**SUPPLIED RECORDS:**
----
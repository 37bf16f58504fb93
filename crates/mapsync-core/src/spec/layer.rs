// Copyright 2025 eraflo
//
// Licensed under the Apache License, Version 2.0 (the "License");
// you may not use this file except in compliance with the License.
// You may obtain a copy of the License at
//
//     http://www.apache.org/licenses/LICENSE-2.0
//
// Unless required by applicable law or agreed to in writing, software
// distributed under the License is distributed on an "AS IS" BASIS,
// WITHOUT WARRANTIES OR CONDITIONS OF ANY KIND, either express or implied.
// See the License for the specific language governing permissions and
// limitations under the License.

use std::fmt;

use serde::{Deserialize, Serialize};
use serde_json::Value;

use super::{PropertyMap, SourceRef};

/// Lowest zoom level of the tile pyramid.
pub const MIN_ZOOM: f64 = 0.0;

/// Highest zoom level of the tile pyramid. Fixed by the tiling scheme, not configurable.
pub const MAX_ZOOM: f64 = 24.0;

/// The drawing rule a layer applies to its source.
#[derive(Debug, Clone, Copy, PartialEq, Eq, Hash, Serialize, Deserialize)]
#[serde(rename_all = "lowercase")]
pub enum LayerKind {
    /// Filled polygons.
    Fill,
    /// Points drawn as circles.
    Circle,
    /// Stroked lines.
    Line,
    /// Icons and text labels.
    Symbol,
}

impl LayerKind {
    /// All supported kinds.
    pub const ALL: [LayerKind; 4] = [
        LayerKind::Fill,
        LayerKind::Circle,
        LayerKind::Line,
        LayerKind::Symbol,
    ];

    /// The style-spec type tag.
    pub fn as_str(self) -> &'static str {
        match self {
            LayerKind::Fill => "fill",
            LayerKind::Circle => "circle",
            LayerKind::Line => "line",
            LayerKind::Symbol => "symbol",
        }
    }
}

impl fmt::Display for LayerKind {
    fn fmt(&self, f: &mut fmt::Formatter<'_>) -> fmt::Result {
        f.write_str(self.as_str())
    }
}

/// A fully merged layer object, as handed to the engine's add-layer operation.
#[derive(Debug, Clone, PartialEq, Serialize, Deserialize)]
pub struct LayerSpecification {
    /// Unique layer id.
    pub id: String,
    /// Layer type tag.
    #[serde(rename = "type")]
    pub kind: LayerKind,
    /// The source this layer draws from.
    pub source: SourceRef,
    /// Layer within a multi-layer (vector tile) source.
    #[serde(rename = "source-layer", skip_serializing_if = "Option::is_none", default)]
    pub source_layer: Option<String>,
    /// Feature filter expression. `None` matches every feature.
    #[serde(skip_serializing_if = "Option::is_none", default)]
    pub filter: Option<Value>,
    /// Minimum zoom at which the layer is drawn.
    #[serde(rename = "minzoom")]
    pub min_zoom: f64,
    /// Maximum zoom at which the layer is drawn.
    #[serde(rename = "maxzoom")]
    pub max_zoom: f64,
    /// Layout properties.
    #[serde(default)]
    pub layout: PropertyMap,
    /// Paint properties.
    #[serde(default)]
    pub paint: PropertyMap,
}

/// Options forwarded with every paint/layout property update.
#[derive(Debug, Clone, Copy, PartialEq, Eq, Serialize, Deserialize)]
pub struct StyleSetterOptions {
    /// Whether the engine should validate the value against its style spec.
    pub validate: bool,
}

impl Default for StyleSetterOptions {
    fn default() -> Self {
        Self { validate: true }
    }
}
// Copyright 2025 eraflo
//
// Licensed under the Apache License, Version 2.0 (the "License");
// you may not use this file except in compliance with the License.
// You may obtain a copy of the License at
//
//     http://www.apache.org/licenses/LICENSE-2.0
//
// Unless required by applicable law or agreed to in writing, software
// distributed under the License is distributed on an "AS IS" BASIS,
// WITHOUT WARRANTIES OR CONDITIONS OF ANY KIND, either express or implied.
// See the License for the specific language governing permissions and
// limitations under the License.

use serde::{Deserialize, Serialize};

/// A geographic position in degrees.
#[derive(Debug, Clone, Copy, PartialEq, Default, Serialize, Deserialize)]
pub struct LngLat {
    /// Longitude.
    pub lng: f64,
    /// Latitude.
    pub lat: f64,
}

impl LngLat {
    /// Creates a position.
    pub const fn new(lng: f64, lat: f64) -> Self {
        Self { lng, lat }
    }
}

/// Describes a marker pinned to the map.
#[derive(Debug, Clone, PartialEq, Serialize, Deserialize)]
pub struct MarkerSpec {
    /// Anchor position.
    pub lng_lat: LngLat,
    /// Whether the user may drag the marker.
    #[serde(default)]
    pub draggable: bool,
    /// CSS color of the default marker glyph.
    #[serde(default, skip_serializing_if = "Option::is_none")]
    pub color: Option<String>,
    /// Pixel offset from the anchor.
    #[serde(default)]
    pub offset: [f64; 2],
    /// Id of a popup toggled by clicking the marker.
    #[serde(default, skip_serializing_if = "Option::is_none")]
    pub popup: Option<String>,
}

impl MarkerSpec {
    /// A default marker at `lng_lat`.
    pub fn at(lng_lat: LngLat) -> Self {
        Self {
            lng_lat,
            draggable: false,
            color: None,
            offset: [0.0, 0.0],
            popup: None,
        }
    }
}

/// Body of a popup.
#[derive(Debug, Clone, PartialEq, Serialize, Deserialize)]
#[serde(rename_all = "lowercase")]
pub enum PopupContent {
    /// Plain text.
    Text(String),
    /// Raw HTML markup.
    Html(String),
}

/// Describes an information popup.
#[derive(Debug, Clone, PartialEq, Serialize, Deserialize)]
pub struct PopupSpec {
    /// Anchor position. `None` for popups only shown through a marker.
    #[serde(default, skip_serializing_if = "Option::is_none")]
    pub lng_lat: Option<LngLat>,
    /// Popup body.
    pub content: PopupContent,
    /// Whether to render a close button.
    #[serde(default = "enabled")]
    pub close_button: bool,
    /// Whether clicking the map closes the popup.
    #[serde(default = "enabled")]
    pub close_on_click: bool,
    /// CSS max width.
    #[serde(default, skip_serializing_if = "Option::is_none")]
    pub max_width: Option<String>,
}

fn enabled() -> bool {
    true
}

impl PopupSpec {
    /// A text popup with default behaviour.
    pub fn text(content: impl Into<String>) -> Self {
        Self {
            lng_lat: None,
            content: PopupContent::Text(content.into()),
            close_button: true,
            close_on_click: true,
            max_width: None,
        }
    }

    /// Anchors the popup at `lng_lat`.
    pub fn at(mut self, lng_lat: LngLat) -> Self {
        self.lng_lat = Some(lng_lat);
        self
    }
}
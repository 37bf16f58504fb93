// Copyright 2025 eraflo
//
// Licensed under the Apache License, Version 2.0 (the "License");
// you may not use this file except in compliance with the License.
// You may obtain a copy of the License at
//
//     http://www.apache.org/licenses/LICENSE-2.0
//
// Unless required by applicable law or agreed to in writing, software
// distributed under the License is distributed on an "AS IS" BASIS,
// WITHOUT WARRANTIES OR CONDITIONS OF ANY KIND, either express or implied.
// See the License for the specific language governing permissions and
// limitations under the License.

//! Static paint/layout key tables for each supported layer kind.
//!
//! The tables follow the MapLibre style specification. For every kind the
//! paint and layout tables are disjoint, so a style key is routed to exactly
//! one setter.

use mapsync_core::spec::{LayerKind, PropertyMap};

const FILL_PAINT: &[&str] = &[
    "fill-antialias",
    "fill-opacity",
    "fill-color",
    "fill-outline-color",
    "fill-translate",
    "fill-translate-anchor",
    "fill-pattern",
];

const FILL_LAYOUT: &[&str] = &["fill-sort-key", "visibility"];

const CIRCLE_PAINT: &[&str] = &[
    "circle-radius",
    "circle-color",
    "circle-blur",
    "circle-opacity",
    "circle-translate",
    "circle-translate-anchor",
    "circle-pitch-scale",
    "circle-pitch-alignment",
    "circle-stroke-width",
    "circle-stroke-color",
    "circle-stroke-opacity",
];

const CIRCLE_LAYOUT: &[&str] = &["circle-sort-key", "visibility"];

const LINE_PAINT: &[&str] = &[
    "line-opacity",
    "line-color",
    "line-translate",
    "line-translate-anchor",
    "line-width",
    "line-gap-width",
    "line-offset",
    "line-blur",
    "line-dasharray",
    "line-pattern",
    "line-gradient",
];

const LINE_LAYOUT: &[&str] = &[
    "line-cap",
    "line-join",
    "line-miter-limit",
    "line-round-limit",
    "line-sort-key",
    "visibility",
];

const SYMBOL_PAINT: &[&str] = &[
    "icon-opacity",
    "icon-color",
    "icon-halo-color",
    "icon-halo-width",
    "icon-halo-blur",
    "icon-translate",
    "icon-translate-anchor",
    "text-opacity",
    "text-color",
    "text-halo-color",
    "text-halo-width",
    "text-halo-blur",
    "text-translate",
    "text-translate-anchor",
];

const SYMBOL_LAYOUT: &[&str] = &[
    "symbol-placement",
    "symbol-spacing",
    "symbol-avoid-edges",
    "symbol-sort-key",
    "symbol-z-order",
    "icon-allow-overlap",
    "icon-overlap",
    "icon-ignore-placement",
    "icon-optional",
    "icon-rotation-alignment",
    "icon-size",
    "icon-text-fit",
    "icon-text-fit-padding",
    "icon-image",
    "icon-rotate",
    "icon-padding",
    "icon-keep-upright",
    "icon-offset",
    "icon-anchor",
    "icon-pitch-alignment",
    "text-pitch-alignment",
    "text-rotation-alignment",
    "text-field",
    "text-font",
    "text-size",
    "text-max-width",
    "text-line-height",
    "text-letter-spacing",
    "text-justify",
    "text-radial-offset",
    "text-variable-anchor",
    "text-variable-anchor-offset",
    "text-anchor",
    "text-max-angle",
    "text-writing-mode",
    "text-rotate",
    "text-padding",
    "text-keep-upright",
    "text-transform",
    "text-offset",
    "text-allow-overlap",
    "text-overlap",
    "text-ignore-placement",
    "text-optional",
    "visibility",
];

/// Paint property names accepted by `kind`.
pub fn paint_keys(kind: LayerKind) -> &'static [&'static str] {
    match kind {
        LayerKind::Fill => FILL_PAINT,
        LayerKind::Circle => CIRCLE_PAINT,
        LayerKind::Line => LINE_PAINT,
        LayerKind::Symbol => SYMBOL_PAINT,
    }
}

/// Layout property names accepted by `kind`.
pub fn layout_keys(kind: LayerKind) -> &'static [&'static str] {
    match kind {
        LayerKind::Fill => FILL_LAYOUT,
        LayerKind::Circle => CIRCLE_LAYOUT,
        LayerKind::Line => LINE_LAYOUT,
        LayerKind::Symbol => SYMBOL_LAYOUT,
    }
}

/// Which setter a style key belongs to.
#[derive(Debug, Clone, Copy, PartialEq, Eq)]
pub enum PropertyClass {
    /// Routed to `set_paint_property`.
    Paint,
    /// Routed to `set_layout_property`.
    Layout,
}

/// Classifies `key` for `kind`, or `None` if the kind does not know it.
pub fn classify(kind: LayerKind, key: &str) -> Option<PropertyClass> {
    if paint_keys(kind).contains(&key) {
        Some(PropertyClass::Paint)
    } else if layout_keys(kind).contains(&key) {
        Some(PropertyClass::Layout)
    } else {
        None
    }
}

/// A merged style object split by property class.
#[derive(Debug, Clone, Default, PartialEq)]
pub struct StylePartition {
    /// Keys found in the paint table.
    pub paint: PropertyMap,
    /// Keys found in the layout table.
    pub layout: PropertyMap,
    /// Keys found in neither table, in input order.
    pub unknown: Vec<String>,
}

/// Splits `style` into paint and layout maps for `kind`.
pub fn partition_style(kind: LayerKind, style: &PropertyMap) -> StylePartition {
    let mut partition = StylePartition::default();
    for (key, value) in style {
        match classify(kind, key) {
            Some(PropertyClass::Paint) => {
                partition.paint.insert(key.clone(), value.clone());
            }
            Some(PropertyClass::Layout) => {
                partition.layout.insert(key.clone(), value.clone());
            }
            None => partition.unknown.push(key.clone()),
        }
    }
    partition
}
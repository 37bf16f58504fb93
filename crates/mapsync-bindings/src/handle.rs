// Copyright 2025 eraflo
//
// Licensed under the Apache License, Version 2.0 (the "License");
// you may not use this file except in compliance with the License.
// You may obtain a copy of the License at
//
//     http://www.apache.org/licenses/LICENSE-2.0
//
// Unless required by applicable law or agreed to in writing, software
// distributed under the License is distributed on an "AS IS" BASIS,
// WITHOUT WARRANTIES OR CONDITIONS OF ANY KIND, either express or implied.
// See the License for the specific language governing permissions and
// limitations under the License.

use mapsync_core::{EngineRef, ResourceKind};

/// The live, engine-confirmed counterpart of a factory's resource.
///
/// Only handed out while the engine actually holds the resource.
#[derive(Debug, Clone, PartialEq)]
pub struct ResourceHandle {
    /// The engine-side id.
    pub id: String,
    /// What kind of resource the id names.
    pub kind: ResourceKind,
    /// The engine holding the resource.
    pub engine: EngineRef,
}
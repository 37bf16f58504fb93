// Copyright 2025 eraflo
//
// Licensed under the Apache License, Version 2.0 (the "License");
// you may not use this file except in compliance with the License.
// You may obtain a copy of the License at
//
//     http://www.apache.org/licenses/LICENSE-2.0
//
// Unless required by applicable law or agreed to in writing, software
// distributed under the License is distributed on an "AS IS" BASIS,
// WITHOUT WARRANTIES OR CONDITIONS OF ANY KIND, either express or implied.
// See the License for the specific language governing permissions and
// limitations under the License.

//! Lets a distant owner observe an action object registered by a descendant.
//!
//! The owner holds a [`RegistrationBridge`] and hands its `register` down.
//! Re-registering the same instance is free; registering a different one
//! swaps the subscription. The bridge subscribes with immediate firing, so a
//! late registration still sees the current status.

use std::cell::RefCell;
use std::fmt;

use mapsync_core::{
    ImageStatus, MarkerStatus, PopupStatus, ResourceStatus, Scope, Signal, SourceStatus,
};

use crate::image::ImageActions;
use crate::layer::LayerActions;
use crate::marker::MarkerActions;
use crate::popup::PopupActions;
use crate::source::SourceActions;

/// An action object exposing an observable status.
///
/// `PartialEq` must be identity: two values are equal only if they control the
/// same resource.
pub trait ObservableResource: Clone + PartialEq + 'static {
    /// The resource's status enum.
    type Status: Clone + PartialEq + 'static;

    /// The status signal.
    fn status_signal(&self) -> Signal<Self::Status>;
}

macro_rules! impl_observable {
    ($($actions:ty => $status:ty),* $(,)?) => {
        $(
            impl ObservableResource for $actions {
                type Status = $status;

                fn status_signal(&self) -> Signal<Self::Status> {
                    self.status()
                }
            }
        )*
    };
}

impl_observable!(
    LayerActions => ResourceStatus,
    SourceActions => SourceStatus,
    ImageActions => ImageStatus,
    MarkerActions => MarkerStatus,
    PopupActions => PopupStatus,
);

/// Republishes the status and identity of the most recently registered action object.
pub struct RegistrationBridge<A: ObservableResource> {
    status: Signal<Option<A::Status>>,
    actions: Signal<Option<A>>,
    subscription: RefCell<Option<Scope>>,
}

impl<A: ObservableResource> RegistrationBridge<A> {
    /// An empty bridge.
    pub fn new() -> Self {
        Self {
            status: Signal::new(None),
            actions: Signal::new(None),
            subscription: RefCell::new(None),
        }
    }

    /// Subscribes to `actions`. No-op if that instance is already registered.
    pub fn register(&self, actions: &A) {
        let registered = self.actions.with(|current| current.as_ref() == Some(actions));
        if registered && self.subscription.borrow().is_some() {
            log::trace!("RegistrationBridge: instance already registered.");
            return;
        }
        // Tear down the previous subscription before subscribing again.
        let previous = self.subscription.borrow_mut().take();
        drop(previous);

        let scope = Scope::new();
        let status = self.status.clone();
        let watcher = actions.status_signal().watch_immediate(move |value| {
            status.set(Some(value.clone()));
        });
        scope.add(watcher);
        *self.subscription.borrow_mut() = Some(scope);
        self.actions.set(Some(actions.clone()));
    }

    /// Drops the subscription and clears both published signals.
    pub fn unregister(&self) {
        let previous = self.subscription.borrow_mut().take();
        drop(previous);
        self.actions.set(None);
        self.status.set(None);
    }

    /// The registered instance's status, `None` while nothing is registered.
    pub fn status(&self) -> Signal<Option<A::Status>> {
        self.status.clone()
    }

    /// The registered instance.
    pub fn actions(&self) -> Signal<Option<A>> {
        self.actions.clone()
    }
}

impl<A: ObservableResource> Default for RegistrationBridge<A> {
    fn default() -> Self {
        Self::new()
    }
}

impl<A: ObservableResource + fmt::Debug> fmt::Debug for RegistrationBridge<A>
where
    A::Status: fmt::Debug,
{
    fn fmt(&self, f: &mut fmt::Formatter<'_>) -> fmt::Result {
        f.debug_struct("RegistrationBridge")
            .field("status", &self.status.get())
            .field("registered", &self.subscription.borrow().is_some())
            .finish()
    }
}
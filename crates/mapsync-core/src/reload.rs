// Copyright 2025 eraflo
//
// Licensed under the Apache License, Version 2.0 (the "License");
// you may not use this file except in compliance with the License.
// You may obtain a copy of the License at
//
//     http://www.apache.org/licenses/LICENSE-2.0
//
// Unless required by applicable law or agreed to in writing, software
// distributed under the License is distributed on an "AS IS" BASIS,
// WITHOUT WARRANTIES OR CONDITIONS OF ANY KIND, either express or implied.
// See the License for the specific language governing permissions and
// limitations under the License.

//! Turns engine replacements and style reloads into teardown/ready pairs.
//!
//! One [`ReloadCoordinator`] watches an [`EngineHandle`]. Resource factories
//! register a [`ReloadHandler`] with it and receive:
//!
//! - `on_ready(engine)` whenever an engine with a loaded style becomes current,
//! - `on_teardown(engine)` immediately before that engine stops being current.
//!
//! A transition tears down *every* handler (newest first) before readying any
//! of them (oldest first). Layers are registered after the sources they draw
//! from, so a reload removes layers before their sources and re-adds sources
//! before their layers.
//!
//! A transition happens when the handle changes, when it is re-notified with
//! the same engine, and when the current engine emits `StyleLoad` again (its
//! source and layer tables were cleared behind our back). Identity equality
//! therefore never implies "no reload".

use std::cell::{Cell, RefCell};
use std::fmt;
use std::rc::{Rc, Weak};

use crate::engine::{EngineEventKind, EngineHandle, EngineRef};
use crate::reactive::Disposer;

/// Callbacks driven by the [`ReloadCoordinator`].
pub trait ReloadHandler {
    /// The engine is present and its style is loaded: (re)create resources.
    fn on_ready(&self, engine: &EngineRef);

    /// `engine` is about to be replaced or released: remove resources from it.
    fn on_teardown(&self, engine: &EngineRef);
}

struct CoordinatorState {
    handlers: RefCell<Vec<(u64, Rc<dyn ReloadHandler>)>>,
    next_handler: Cell<u64>,
    /// The engine whose handlers have received `on_ready`.
    ready: RefCell<Option<EngineRef>>,
    /// The engine in the handle, ready or still loading its style.
    current: RefCell<Option<EngineRef>>,
    style_listener: RefCell<Option<Disposer>>,
}

impl CoordinatorState {
    fn handlers(&self) -> Vec<(u64, Rc<dyn ReloadHandler>)> {
        self.handlers.borrow().clone()
    }

    fn is_registered(&self, id: u64) -> bool {
        self.handlers.borrow().iter().any(|(h, _)| *h == id)
    }

    fn teardown_all(&self) {
        let Some(engine) = self.ready.borrow_mut().take() else {
            return;
        };
        log::debug!("ReloadCoordinator: tearing down resources on {engine:?}");
        for (id, handler) in self.handlers().into_iter().rev() {
            if self.is_registered(id) {
                handler.on_teardown(&engine);
            }
        }
    }

    fn ready_all(&self, engine: &EngineRef) {
        log::debug!("ReloadCoordinator: engine ready, creating resources");
        *self.ready.borrow_mut() = Some(engine.clone());
        for (id, handler) in self.handlers() {
            // A handler may have replaced the engine while we were iterating.
            if self.ready.borrow().as_ref() != Some(engine) {
                return;
            }
            if self.is_registered(id) {
                handler.on_ready(engine);
            }
        }
    }

    fn engine_changed(state: &Rc<Self>, next: Option<EngineRef>) {
        state.style_listener.borrow_mut().take();
        state.teardown_all();
        *state.current.borrow_mut() = next.clone();

        let Some(engine) = next else {
            log::debug!("ReloadCoordinator: engine released");
            return;
        };

        let weak = Rc::downgrade(state);
        let listener = engine.subscribe(EngineEventKind::StyleLoad, move |_| {
            if let Some(state) = weak.upgrade() {
                state.style_loaded();
            }
        });
        *state.style_listener.borrow_mut() = Some(listener);

        if engine.is_style_loaded() {
            state.ready_all(&engine);
        } else {
            log::trace!("ReloadCoordinator: waiting for the style to load");
        }
    }

    fn style_loaded(&self) {
        let Some(engine) = self.current.borrow().clone() else {
            return;
        };
        log::debug!("ReloadCoordinator: style (re)loaded");
        self.teardown_all();
        self.ready_all(&engine);
    }
}

/// Watches an [`EngineHandle`] and fans its transitions out to [`ReloadHandler`]s.
pub struct ReloadCoordinator {
    state: Rc<CoordinatorState>,
    _watch: Disposer,
}

impl ReloadCoordinator {
    /// Starts observing `handle`.
    pub fn new(handle: &EngineHandle) -> Self {
        let state = Rc::new(CoordinatorState {
            handlers: RefCell::new(Vec::new()),
            next_handler: Cell::new(0),
            ready: RefCell::new(None),
            current: RefCell::new(None),
            style_listener: RefCell::new(None),
        });

        let weak: Weak<CoordinatorState> = Rc::downgrade(&state);
        let watch = handle.watch(move |engine| {
            if let Some(state) = weak.upgrade() {
                CoordinatorState::engine_changed(&state, engine.clone());
            }
        });
        CoordinatorState::engine_changed(&state, handle.get());

        Self {
            state,
            _watch: watch,
        }
    }

    /// Registers `handler`. If an engine is already ready, `on_ready` fires
    /// before this returns.
    ///
    /// Dropping the returned subscription fires `on_teardown` once more if an
    /// engine is ready at that point; nothing happens if the handle never
    /// became ready.
    pub fn observe(&self, handler: Rc<dyn ReloadHandler>) -> ReloadSubscription {
        let id = self.state.next_handler.get();
        self.state.next_handler.set(id + 1);
        self.state
            .handlers
            .borrow_mut()
            .push((id, handler.clone()));

        let ready = self.state.ready.borrow().clone();
        if let Some(engine) = ready {
            handler.on_ready(&engine);
        }

        ReloadSubscription {
            id,
            handler,
            state: self.state.clone(),
        }
    }

    /// The engine currently handed to `on_ready`, if any.
    pub fn ready_engine(&self) -> Option<EngineRef> {
        self.state.ready.borrow().clone()
    }

    /// Number of registered handlers.
    pub fn handler_count(&self) -> usize {
        self.state.handlers.borrow().len()
    }
}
----
**EXERCISE OBJECTIVE:** Which lines of the listing above hold the word "overlap"? Copy each of them.

**WRITTEN ANSWER:**
    "icon-allow-overlap",
    "icon-overlap",
    "text-allow-overlap",
    "text-overlap",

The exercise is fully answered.